歎異抄 / 後序
聖人の常の仰せには、「弥陀の五劫思惟の願をよくよく案ずれば、ひとえに親鸞一人が為なりけり、されば若干の業をもちける身にてありけるを、助けんと思し召したちける本願のかたじけなさよ」と御述懐候いしことを、 今また案ずるに、善導の「自身はこれ現に罪悪生死の凡夫、曠劫よりこのかた、常に沈み常に流転して、出離の縁あることなき身と知れ」という金言に、少しも違わせおわしまさず。
書き下し
聖人の常の仰せには、「弥陀の五劫思惟の願をよくよく案ずれば、ひとえに親鸞一人が為なりけり、されば若干の業をもちける身にてありけるを、助けんと思し召したちける本願のかたじけなさよ」と御述懐候いしことを、 今また案ずるに、善導の「自身はこれ現に罪悪生死の凡夫、曠劫よりこのかた、常に沈み常に流転して、出離の縁あることなき身と知れ」という金言に、少しも違わせおわしまさず。
現代語訳
聖人がいつも仰せになっていたことには、『阿弥陀の五劫にわたる思案の本願をよくよく考えてみると、ひとえに親鸞一人のためであった。

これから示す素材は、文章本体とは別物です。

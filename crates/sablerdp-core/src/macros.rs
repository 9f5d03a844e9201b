//! Helper macros for encoding and decoding.
//!
//! Exported and available to the other workspace crates.

/// Expands to the path of the enclosing function as a `&'static str`.
#[macro_export]
macro_rules! function {
    () => {{
        fn f() {}
        fn type_name_of<T>(_: T) -> &'static str {
            core::any::type_name::<T>()
        }
        let name = type_name_of(f);
        name.strip_suffix("::f").unwrap_or(name)
    }};
}

#[macro_export]
macro_rules! ensure_size {
    (ctx: $ctx:expr, in: $buf:ident, size: $expected:expr) => {{
        let received = $buf.len();
        let expected = $expected;
        if !(received >= expected) {
            return Err($crate::not_enough_bytes_err($ctx, received, expected));
        }
    }};
    (in: $buf:ident, size: $expected:expr) => {{
        $crate::ensure_size!(ctx: $crate::function!(), in: $buf, size: $expected)
    }};
}

#[macro_export]
macro_rules! ensure_fixed_part_size {
    (in: $buf:ident) => {
        $crate::ensure_size!(ctx: Self::NAME, in: $buf, size: Self::FIXED_PART_SIZE)
    };
}

#[macro_export]
macro_rules! cast_length {
    ($ctx:expr, $field:expr, $len:expr) => {{
        $len.try_into()
            .map_err(|_| $crate::invalid_field_err($ctx, $field, "too many elements"))
    }};
    ($field:expr, $len:expr) => {{
        $crate::cast_length!($crate::function!(), $field, $len)
    }};
}

#[macro_export]
macro_rules! invalid_field_err {
    ($field:expr, $reason:expr $(,)?) => {{
        $crate::invalid_field_err($crate::function!(), $field, $reason)
    }};
}

#[macro_export]
macro_rules! unexpected_message_type_err {
    ($got:expr $(,)?) => {{
        $crate::unexpected_message_type_err($crate::function!(), $got)
    }};
    ($ctx:expr, $got:expr $(,)?) => {{
        $crate::unexpected_message_type_err($ctx, $got)
    }};
}

#[macro_export]
macro_rules! unsupported_version_err {
    ($name:expr, $got:expr $(,)?) => {{
        $crate::unsupported_version_err($name, $got)
    }};
}

#[macro_export]
macro_rules! unsupported_value_err {
    ($name:expr, $value:expr $(,)?) => {{
        $crate::unsupported_value_err($crate::function!(), $name, $value)
    }};
}

#[macro_export]
macro_rules! other_err {
    ($ctx:expr, source: $source:expr $(,)?) => {{
        $crate::other_err_with_source($ctx, "", $source)
    }};
    (source: $source:expr $(,)?) => {{
        $crate::other_err_with_source($crate::function!(), "", $source)
    }};
    ($ctx:expr, $description:expr $(,)?) => {{
        $crate::other_err($ctx, $description)
    }};
    ($description:expr $(,)?) => {{
        $crate::other_err($crate::function!(), $description)
    }};
}

#[macro_export]
macro_rules! read_padding {
    ($src:expr, $n:expr) => {
        $crate::read_padding($src, $n)
    };
}

#[macro_export]
macro_rules! write_padding {
    ($dst:expr, $n:expr) => {
        $crate::write_padding($dst, $n)
    };
}

/// Asserts that the traits support dynamic dispatch.
#[macro_export]
macro_rules! assert_obj_safe {
    ($($xs:path),+ $(,)?) => {
        $(const _: Option<&dyn $xs> = None;)+
    };
}

/// Asserts that the type implements _all_ of the given traits.
#[macro_export]
macro_rules! assert_impl {
    ($type:ty: $($trait:path),+ $(,)?) => {
        const _: fn() = || {
            fn assert_impl_all<T: ?Sized $(+ $trait)+>() {}
            assert_impl_all::<$type>();
        };
    };
}
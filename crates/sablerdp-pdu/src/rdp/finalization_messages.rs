//! Connection finalization PDUs: Synchronize, Control, Font List / Font Map.

use bitflags::bitflags;
use num_derive::{FromPrimitive, ToPrimitive};
use num_traits::{FromPrimitive as _, ToPrimitive as _};
use sablerdp_core::{
    ensure_fixed_part_size, invalid_field_err, Decode, DecodeResult, Encode, EncodeResult, ReadCursor, WriteCursor,
};

const SYNC_MESSAGE_TYPE: u16 = 1;

#[derive(Debug, Clone, PartialEq, Eq)]
pub struct SynchronizePdu {
    pub target_user_id: u16,
}

impl SynchronizePdu {
    const NAME: &'static str = "SynchronizePdu";

    const FIXED_PART_SIZE: usize = 2 /* messageType */ + 2 /* targetUser */;
}

impl Encode for SynchronizePdu {
    fn encode(&self, dst: &mut WriteCursor<'_>) -> EncodeResult<()> {
        ensure_fixed_part_size!(in: dst);

        dst.write_u16(SYNC_MESSAGE_TYPE);
        dst.write_u16(self.target_user_id);

        Ok(())
    }

    fn name(&self) -> &'static str {
        Self::NAME
    }

    fn size(&self) -> usize {
        Self::FIXED_PART_SIZE
    }
}

impl<'de> Decode<'de> for SynchronizePdu {
    fn decode(src: &mut ReadCursor<'de>) -> DecodeResult<Self> {
        ensure_fixed_part_size!(in: src);

        let message_type = src.read_u16();
        if message_type != SYNC_MESSAGE_TYPE {
            return Err(invalid_field_err!("messageType", "invalid synchronize message type"));
        }

        let target_user_id = src.read_u16();

        Ok(Self { target_user_id })
    }
}

#[derive(Debug, Copy, Clone, PartialEq, Eq, FromPrimitive, ToPrimitive)]
#[repr(u16)]
pub enum ControlAction {
    RequestControl = 1,
    GrantedControl = 2,
    Detach = 3,
    Cooperate = 4,
}

#[derive(Debug, Clone, PartialEq, Eq)]
pub struct ControlPdu {
    pub action: ControlAction,
    pub grant_id: u16,
    pub control_id: u32,
}

impl ControlPdu {
    const NAME: &'static str = "ControlPdu";

    const FIXED_PART_SIZE: usize = 2 /* action */ + 2 /* grantId */ + 4 /* controlId */;
}

impl Encode for ControlPdu {
    fn encode(&self, dst: &mut WriteCursor<'_>) -> EncodeResult<()> {
        ensure_fixed_part_size!(in: dst);

        dst.write_u16(
            self.action
                .to_u16()
                .ok_or_else(|| invalid_field_err!("action", "unrepresentable control action"))?,
        );
        dst.write_u16(self.grant_id);
        dst.write_u32(self.control_id);

        Ok(())
    }

    fn name(&self) -> &'static str {
        Self::NAME
    }

    fn size(&self) -> usize {
        Self::FIXED_PART_SIZE
    }
}

impl<'de> Decode<'de> for ControlPdu {
    fn decode(src: &mut ReadCursor<'de>) -> DecodeResult<Self> {
        ensure_fixed_part_size!(in: src);

        let action = ControlAction::from_u16(src.read_u16())
            .ok_or_else(|| invalid_field_err!("action", "invalid control action"))?;
        let grant_id = src.read_u16();
        let control_id = src.read_u32();

        Ok(Self {
            action,
            grant_id,
            control_id,
        })
    }
}

bitflags! {
    #[derive(Debug, Clone, Copy, PartialEq, Eq)]
    pub struct SequenceFlags: u16 {
        const FIRST = 0x0001;
        const LAST = 0x0002;
    }
}

/// Shared by the Font List (client) and Font Map (server) PDUs.
#[derive(Debug, Clone, PartialEq, Eq)]
pub struct FontPdu {
    pub number: u16,
    pub total_number: u16,
    pub flags: SequenceFlags,
    pub entry_size: u16,
}

impl FontPdu {
    const NAME: &'static str = "FontPdu";

    const FIXED_PART_SIZE: usize = 2 * 4;
}

impl Default for FontPdu {
    fn default() -> Self {
        Self {
            number: 0,
            total_number: 0,
            flags: SequenceFlags::FIRST | SequenceFlags::LAST,
            entry_size: 0x0032,
        }
    }
}

impl Encode for FontPdu {
    fn encode(&self, dst: &mut WriteCursor<'_>) -> EncodeResult<()> {
        ensure_fixed_part_size!(in: dst);

        dst.write_u16(self.number);
        dst.write_u16(self.total_number);
        dst.write_u16(self.flags.bits());
        dst.write_u16(self.entry_size);

        Ok(())
    }

    fn name(&self) -> &'static str {
        Self::NAME
    }

    fn size(&self) -> usize {
        Self::FIXED_PART_SIZE
    }
}

impl<'de> Decode<'de> for FontPdu {
    fn decode(src: &mut ReadCursor<'de>) -> DecodeResult<Self> {
        ensure_fixed_part_size!(in: src);

        let number = src.read_u16();
        let total_number = src.read_u16();
        let flags = SequenceFlags::from_bits_truncate(src.read_u16());
        let entry_size = src.read_u16();

        Ok(Self {
            number,
            total_number,
            flags,
            entry_size,
        })
    }
}
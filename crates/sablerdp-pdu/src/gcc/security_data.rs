//! Client and Server Security Data blocks (TS_UD_CS_SEC / TS_UD_SC_SEC1).

use bitflags::bitflags;
use num_bigint::BigUint;
use sablerdp_core::{
    cast_length, ensure_fixed_part_size, ensure_size, invalid_field_err, Decode, DecodeResult, Encode, EncodeResult,
    ReadCursor, WriteCursor,
};

pub const SERVER_RANDOM_LEN: usize = 32;

const PROPRIETARY_CERTIFICATE_VERSION: u32 = 1;
const RSA_KEY_MAGIC: u32 = 0x3141_5352; // "RSA1"
const BB_RSA_KEY_BLOB: u16 = 0x0006;
const RSA_EXCHANGE_ALGORITHM: u32 = 0x0000_0001;

bitflags! {
    #[derive(Debug, Clone, Copy, PartialEq, Eq)]
    pub struct EncryptionMethod: u32 {
        const BIT_40 = 0x0000_0001;
        const BIT_128 = 0x0000_0002;
        const BIT_56 = 0x0000_0008;
        const FIPS = 0x0000_0010;
    }
}

#[derive(Debug, Copy, Clone, PartialEq, Eq)]
#[repr(u32)]
pub enum EncryptionLevel {
    None = 0,
    Low = 1,
    ClientCompatible = 2,
    High = 3,
    Fips = 4,
}

impl EncryptionLevel {
    fn from_u32(value: u32) -> Option<Self> {
        match value {
            0 => Some(Self::None),
            1 => Some(Self::Low),
            2 => Some(Self::ClientCompatible),
            3 => Some(Self::High),
            4 => Some(Self::Fips),
            _ => None,
        }
    }
}

#[derive(Debug, Clone, PartialEq, Eq)]
pub struct ClientSecurityData {
    pub encryption_methods: EncryptionMethod,
    pub ext_encryption_methods: u32,
}

impl ClientSecurityData {
    const NAME: &'static str = "ClientSecurityData";

    const FIXED_PART_SIZE: usize = 4 /* encryptionMethods */ + 4 /* extEncryptionMethods */;

    pub fn no_security() -> Self {
        Self {
            encryption_methods: EncryptionMethod::empty(),
            ext_encryption_methods: 0,
        }
    }
}

impl Encode for ClientSecurityData {
    fn encode(&self, dst: &mut WriteCursor<'_>) -> EncodeResult<()> {
        ensure_fixed_part_size!(in: dst);

        dst.write_u32(self.encryption_methods.bits());
        dst.write_u32(self.ext_encryption_methods);

        Ok(())
    }

    fn name(&self) -> &'static str {
        Self::NAME
    }

    fn size(&self) -> usize {
        Self::FIXED_PART_SIZE
    }
}

impl<'de> Decode<'de> for ClientSecurityData {
    fn decode(src: &mut ReadCursor<'de>) -> DecodeResult<Self> {
        ensure_fixed_part_size!(in: src);

        let encryption_methods = EncryptionMethod::from_bits_truncate(src.read_u32());
        let ext_encryption_methods = src.read_u32();

        Ok(Self {
            encryption_methods,
            ext_encryption_methods,
        })
    }
}

/// The server's RSA public key, from the proprietary server certificate.
///
/// The modulus is kept in the wire's little-endian order; it is consumed by
/// the Security Exchange encryption which produces a little-endian result.
#[derive(Debug, Clone, PartialEq, Eq)]
pub struct RsaPublicKey {
    pub public_exponent: u32,
    pub modulus: Vec<u8>,
}

impl RsaPublicKey {
    /// `input^e mod n`, little-endian in and out, padded to the key length.
    pub fn encrypt(&self, input: &[u8]) -> Vec<u8> {
        let modulus = BigUint::from_bytes_le(&self.modulus);
        let exponent = BigUint::from(self.public_exponent);
        let message = BigUint::from_bytes_le(input);

        let mut encrypted = message.modpow(&exponent, &modulus).to_bytes_le();
        encrypted.resize(self.modulus.len(), 0);

        encrypted
    }
}

/// Server certificate carried in TS_UD_SC_SEC1.
///
/// Only the proprietary (version 1) certificate is supported; it is the one
/// servers send when Enhanced RDP Security is not in use.
#[derive(Debug, Clone, PartialEq, Eq)]
pub struct ServerCertificate {
    pub public_key: RsaPublicKey,
}

impl ServerCertificate {
    const NAME: &'static str = "ServerCertificate";

    fn decode(src: &mut ReadCursor<'_>) -> DecodeResult<Self> {
        ensure_size!(ctx: Self::NAME, in: src, size: 4 + 4 + 4 + 2 + 2);

        let version = src.read_u32();
        if version & 0x7FFF_FFFF != PROPRIETARY_CERTIFICATE_VERSION {
            return Err(invalid_field_err!("dwVersion", "unsupported server certificate version"));
        }

        let _sig_alg_id = src.read_u32();
        let key_alg_id = src.read_u32();
        if key_alg_id != RSA_EXCHANGE_ALGORITHM {
            return Err(invalid_field_err!("dwKeyAlgId", "unexpected key algorithm"));
        }

        let blob_type = src.read_u16();
        if blob_type != BB_RSA_KEY_BLOB {
            return Err(invalid_field_err!("wPublicKeyBlobType", "expected an RSA key blob"));
        }

        let blob_len = usize::from(src.read_u16());
        ensure_size!(ctx: Self::NAME, in: src, size: blob_len);
        let mut blob = ReadCursor::new(src.read_slice(blob_len));

        ensure_size!(ctx: Self::NAME, in: blob, size: 4 * 5);
        let magic = blob.read_u32();
        if magic != RSA_KEY_MAGIC {
            return Err(invalid_field_err!("magic", "invalid RSA public key magic"));
        }

        let keylen = blob.read_u32() as usize;
        let _bitlen = blob.read_u32();
        let _datalen = blob.read_u32();
        let public_exponent = blob.read_u32();

        ensure_size!(ctx: Self::NAME, in: blob, size: keylen);
        // The blob pads the modulus with 8 zero bytes at the high end.
        let modulus = blob.read_slice(keylen);
        let modulus = modulus[..keylen.saturating_sub(8)].to_vec();

        // The signature blob trailing the key is not verified: the
        // certificate chain this library trusts is the TLS one.

        Ok(Self {
            public_key: RsaPublicKey {
                public_exponent,
                modulus,
            },
        })
    }
}

#[derive(Debug, Clone, PartialEq, Eq)]
pub struct ServerSecurityData {
    pub encryption_method: EncryptionMethod,
    pub encryption_level: EncryptionLevel,
    pub server_random: Option<[u8; SERVER_RANDOM_LEN]>,
    pub server_cert: Option<ServerCertificate>,
    /// The raw certificate blob, kept for diagnostics.
    pub server_cert_blob: Vec<u8>,
}

impl ServerSecurityData {
    const NAME: &'static str = "ServerSecurityData";

    const FIXED_PART_SIZE: usize = 4 /* encryptionMethod */ + 4 /* encryptionLevel */;

    pub fn no_security() -> Self {
        Self {
            encryption_method: EncryptionMethod::empty(),
            encryption_level: EncryptionLevel::None,
            server_random: None,
            server_cert: None,
            server_cert_blob: Vec::new(),
        }
    }
}

impl Encode for ServerSecurityData {
    fn encode(&self, dst: &mut WriteCursor<'_>) -> EncodeResult<()> {
        ensure_size!(in: dst, size: self.size());

        dst.write_u32(self.encryption_method.bits());
        dst.write_u32(self.encryption_level as u32);

        if self.server_random.is_some() || !self.server_cert_blob.is_empty() {
            let random_len = self.server_random.map_or(0, |r| r.len());
            dst.write_u32(cast_length!("serverRandomLen", random_len)?);
            dst.write_u32(cast_length!("serverCertLen", self.server_cert_blob.len())?);

            if let Some(random) = &self.server_random {
                dst.write_slice(random);
            }
            dst.write_slice(&self.server_cert_blob);
        }

        Ok(())
    }

    fn name(&self) -> &'static str {
        Self::NAME
    }

    fn size(&self) -> usize {
        let mut size = Self::FIXED_PART_SIZE;

        if self.server_random.is_some() || !self.server_cert_blob.is_empty() {
            size += 4 + 4 + self.server_random.map_or(0, |r| r.len()) + self.server_cert_blob.len();
        }

        size
    }
}

impl<'de> Decode<'de> for ServerSecurityData {
    fn decode(src: &mut ReadCursor<'de>) -> DecodeResult<Self> {
        ensure_fixed_part_size!(in: src);

        let encryption_method = EncryptionMethod::from_bits_truncate(src.read_u32());
        let encryption_level = EncryptionLevel::from_u32(src.read_u32())
            .ok_or_else(|| invalid_field_err!("encryptionLevel", "invalid encryption level"))?;

        if encryption_method.is_empty() && encryption_level == EncryptionLevel::None {
            return Ok(Self {
                encryption_method,
                encryption_level,
                server_random: None,
                server_cert: None,
                server_cert_blob: Vec::new(),
            });
        }

        ensure_size!(ctx: Self::NAME, in: src, size: 4 + 4);
        let random_len = src.read_u32() as usize;
        let cert_len = src.read_u32() as usize;

        if random_len != SERVER_RANDOM_LEN {
            return Err(invalid_field_err!("serverRandomLen", "unexpected server random length"));
        }

        ensure_size!(ctx: Self::NAME, in: src, size: random_len + cert_len);

        let mut server_random = [0u8; SERVER_RANDOM_LEN];
        server_random.copy_from_slice(src.read_slice(random_len));

        let server_cert_blob = src.read_slice(cert_len).to_vec();
        let server_cert = if server_cert_blob.is_empty() {
            None
        } else {
            Some(ServerCertificate::decode(&mut ReadCursor::new(&server_cert_blob))?)
        };

        Ok(Self {
            encryption_method,
            encryption_level,
            server_random: Some(server_random),
            server_cert,
            server_cert_blob,
        })
    }
}

#[cfg(test)]
mod tests {
    use super::*;
    use sablerdp_core::decode;

    #[test]
    fn no_security_round_trips() {
        let encoded = [0u8; 8];
        let decoded: ServerSecurityData = decode(&encoded).unwrap();
        assert_eq!(decoded, ServerSecurityData::no_security());
    }

    #[test]
    fn rsa_public_key_encrypt_matches_modpow() {
        // 64-bit toy key: n = p*q with small primes, e = 65537.
        let n: u64 = 0xC4F8_E9E1_5DCA_DF2B;
        let key = RsaPublicKey {
            public_exponent: 65537,
            modulus: n.to_le_bytes().to_vec(),
        };

        let message: u64 = 0x0102_0304;
        let encrypted = key.encrypt(&message.to_le_bytes());
        assert_eq!(encrypted.len(), 8);

        let expected = BigUint::from(message)
            .modpow(&BigUint::from(65537u32), &BigUint::from(n))
            .to_bytes_le();
        assert_eq!(&encrypted[..expected.len()], expected.as_slice());
    }
}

それほどまでの罪業を抱えた身であったのに、それを助けようとお考えになった本願のかたじけなさよ』と述懐しておられたことを、今また考えてみると、善導大師の『自分自身はまさに現に罪深く生死に迷う凡夫であり、はるか昔よりこのかた、常に沈み、常に流転し続けて、迷いを出る縁が一つもない身であると知れ』という金言と、少しも違うところがない。
解説
阿弥陀の本願を「すべての衆生のため」という一般論としてではなく、「ひとえに自分一人のためであった」と受け止める親鸞の言葉は、信仰の本質は個人的な受け止めにあることを教えてくれる。大きな理念や制度の恩恵も、結局はそれを受け取る一人ひとりの実感として初めて意味を持つ。誰かのために用意されたものを、自分自身のこととして引き受ける姿勢がここに表れている。